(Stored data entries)
■ ■ ■

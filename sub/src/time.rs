/*
 * SPDX-License-Identifier: MPL-2.0
 */

//! Timestamps with two sub-second representations.
//!
//! A [`Time`] always carries metric hours, minutes, and seconds. The part below one second is
//! either an exact millisecond count or a frame count. A frame count only becomes a wall-clock
//! quantity once a frame rate is known; the rate may be attached at construction or supplied to
//! the individual conversion calls. Conversions that need a rate and have none fail with
//! [`UnknownFrameRateError`].

#[cfg(test)]
mod tests;

use std::cmp::Ordering;
use std::fmt;

use thiserror::Error as ThisError;

/// A frame-based [`Time`] was asked to convert without ever having been given a rate.
#[derive(ThisError, Clone, Copy, Debug, Eq, PartialEq)]
#[error("time is frame-based but no frame rate has been supplied")]
pub struct UnknownFrameRateError;

/// A frame rate expressed as an exact integer ratio, so that fractional rates such as
/// 24000/1001 do not drift.
#[derive(Clone, Copy, Debug, Eq, Hash, PartialEq)]
pub struct Rational {
    pub numerator: i64,
    pub denominator: i64,
}

impl Rational {
    pub fn new(numerator: i64, denominator: i64) -> Rational {
        assert!(numerator > 0 && denominator > 0, "frame rate must be positive");
        Rational {
            numerator,
            denominator,
        }
    }
}

#[derive(Clone, Copy, Debug, Eq, Hash, PartialEq)]
enum SubSecond {
    Milliseconds(u32),
    Frames { frames: i64, rate: Option<Rational> },
}

/// An instant within a subtitle presentation.
///
/// Two times compare like-for-like: a millisecond-based time and a frame-based time are never
/// equal, and ordering between them is defined only when the whole-second parts already differ.
/// Callers that need to order across representations must convert first, via
/// [`milliseconds`](Time::milliseconds) or [`frames_at`](Time::frames_at).
#[derive(Clone, Copy, Debug, Eq, Hash, PartialEq)]
pub struct Time {
    hours: i64,
    minutes: u32,
    seconds: u32,
    fraction: SubSecond,
}

impl Time {
    /// Builds a fully metric time. Minutes and seconds must be below 60, milliseconds below
    /// 1000; out-of-range values are a caller bug.
    pub fn from_hms(hours: i64, minutes: u32, seconds: u32, milliseconds: u32) -> Time {
        assert!(minutes < 60, "minutes out of range");
        assert!(seconds < 60, "seconds out of range");
        assert!(milliseconds < 1000, "milliseconds out of range");

        Time {
            hours,
            minutes,
            seconds,
            fraction: SubSecond::Milliseconds(milliseconds),
        }
    }

    /// Builds a frame-based time. The rate is optional; when present it is retained so that
    /// later conversions do not need it re-supplied, and `from_hmsf(h, m, s, f,
    /// Some(r)).frames_at(r)` reproduces `f` exactly.
    pub fn from_hmsf(
        hours: i64,
        minutes: u32,
        seconds: u32,
        frames: i64,
        rate: Option<Rational>,
    ) -> Time {
        assert!(minutes < 60, "minutes out of range");
        assert!(seconds < 60, "seconds out of range");

        Time {
            hours,
            minutes,
            seconds,
            fraction: SubSecond::Frames { frames, rate },
        }
    }

    pub fn hours(&self) -> i64 {
        self.hours
    }

    pub fn minutes(&self) -> u32 {
        self.minutes
    }

    pub fn seconds(&self) -> u32 {
        self.seconds
    }

    /// The sub-second part in milliseconds, converting from frames when necessary.
    pub fn milliseconds(&self) -> Result<u32, UnknownFrameRateError> {
        match self.fraction {
            SubSecond::Milliseconds(milliseconds) => Ok(milliseconds),
            SubSecond::Frames { frames, rate } => {
                let rate = rate.ok_or(UnknownFrameRateError)?;
                Ok(frames_to_milliseconds(frames, rate) as u32)
            }
        }
    }

    /// The raw frame count, or `None` for a metric time.
    pub fn frame(&self) -> Option<i64> {
        match self.fraction {
            SubSecond::Frames { frames, .. } => Some(frames),
            SubSecond::Milliseconds(_) => None,
        }
    }

    /// The raw millisecond count, or `None` for a frame-based time.
    pub fn metric(&self) -> Option<u32> {
        match self.fraction {
            SubSecond::Milliseconds(milliseconds) => Some(milliseconds),
            SubSecond::Frames { .. } => None,
        }
    }

    /// The sub-second part as a frame count at `rate`.
    ///
    /// A frame-based time with no retained rate is taken to already be at `rate`; one retained
    /// at a different rate is rescaled rather than returned as-is.
    pub fn frames_at(&self, rate: Rational) -> i64 {
        match self.fraction {
            SubSecond::Milliseconds(milliseconds) => {
                milliseconds_to_frames(milliseconds as i64, rate)
            }
            SubSecond::Frames { frames, rate: stored } => match stored {
                None => frames,
                Some(stored) if stored == rate => frames,
                Some(stored) => {
                    milliseconds_to_frames(frames_to_milliseconds(frames, stored), rate)
                }
            },
        }
    }

    /// The whole instant in seconds.
    pub fn all_as_seconds(&self) -> Result<f64, UnknownFrameRateError> {
        let whole = (self.hours * 3600 + self.minutes as i64 * 60 + self.seconds as i64) as f64;
        let fraction = match self.fraction {
            SubSecond::Milliseconds(milliseconds) => milliseconds as f64 / 1000.0,
            SubSecond::Frames { frames, rate } => {
                let rate = rate.ok_or(UnknownFrameRateError)?;
                frames as f64 * rate.denominator as f64 / rate.numerator as f64
            }
        };

        Ok(whole + fraction)
    }

    /// Adds an offset, for re-timing.
    ///
    /// Two frame-based times at an equal (or equally absent) rate stay frame-based; any other
    /// combination is normalized through milliseconds, which needs every frame-based side to
    /// carry a rate.
    pub fn add(&self, other: Time) -> Result<Time, UnknownFrameRateError> {
        match (self.fraction, other.fraction) {
            (
                SubSecond::Frames { frames: a, rate: rate_a },
                SubSecond::Frames { frames: b, rate: rate_b },
            ) if rate_a == rate_b => {
                let (hours, minutes, seconds) = add_hms(self, other);
                Ok(Time {
                    hours,
                    minutes,
                    seconds,
                    fraction: SubSecond::Frames {
                        frames: a + b,
                        rate: rate_a,
                    },
                })
            }
            _ => {
                let total = self.total_milliseconds()? + other.total_milliseconds()?;
                Ok(Time::from_total_milliseconds(total))
            }
        }
    }

    fn total_milliseconds(&self) -> Result<i64, UnknownFrameRateError> {
        let whole = (self.hours * 3600 + self.minutes as i64 * 60 + self.seconds as i64) * 1000;
        Ok(whole + self.milliseconds()? as i64)
    }

    fn from_total_milliseconds(total: i64) -> Time {
        let hours = total / 3_600_000;
        let minutes = (total / 60_000) % 60;
        let seconds = (total / 1000) % 60;
        let milliseconds = total % 1000;

        Time::from_hms(
            hours,
            minutes as u32,
            seconds as u32,
            milliseconds as u32,
        )
    }
}

impl PartialOrd for Time {
    /// `None` when the whole-second parts tie and the sub-second representations have no
    /// common ground.
    fn partial_cmp(&self, other: &Time) -> Option<Ordering> {
        let whole = (self.hours, self.minutes, self.seconds).cmp(&(
            other.hours,
            other.minutes,
            other.seconds,
        ));
        if whole != Ordering::Equal {
            return Some(whole);
        }

        match (self.fraction, other.fraction) {
            (SubSecond::Milliseconds(a), SubSecond::Milliseconds(b)) => Some(a.cmp(&b)),
            (
                SubSecond::Frames { frames: a, rate: rate_a },
                SubSecond::Frames { frames: b, rate: rate_b },
            ) if rate_a == rate_b => Some(a.cmp(&b)),
            _ => None,
        }
    }
}

impl fmt::Display for Time {
    fn fmt(&self, f: &mut fmt::Formatter<'_>) -> fmt::Result {
        match self.fraction {
            SubSecond::Milliseconds(milliseconds) => write!(
                f,
                "{:02}:{:02}:{:02},{:03}",
                self.hours, self.minutes, self.seconds, milliseconds
            ),
            SubSecond::Frames { frames, .. } => write!(
                f,
                "{:02}:{:02}:{:02}:{:02}",
                self.hours, self.minutes, self.seconds, frames
            ),
        }
    }
}

fn add_hms(a: &Time, b: Time) -> (i64, u32, u32) {
    let mut seconds = a.seconds + b.seconds;
    let mut minutes = a.minutes + b.minutes + seconds / 60;
    seconds %= 60;
    let hours = a.hours + b.hours + (minutes / 60) as i64;
    minutes %= 60;

    (hours, minutes, seconds)
}

fn frames_to_milliseconds(frames: i64, rate: Rational) -> i64 {
    ((frames * 1000 * rate.denominator) as f64 / rate.numerator as f64).round() as i64
}

fn milliseconds_to_frames(milliseconds: i64, rate: Rational) -> i64 {
    ((milliseconds * rate.numerator) as f64 / (1000 * rate.denominator) as f64).round() as i64
}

■ ■ ■

[Your goal]
Wherever the string "Builds" appears in the entries above, return the line it appears on.

[Response area]
    /// Builds a fully metric time. Minutes and seconds must be below 60, milliseconds below
    /// Builds a frame-based time. The rate is optional; when present it is retained so that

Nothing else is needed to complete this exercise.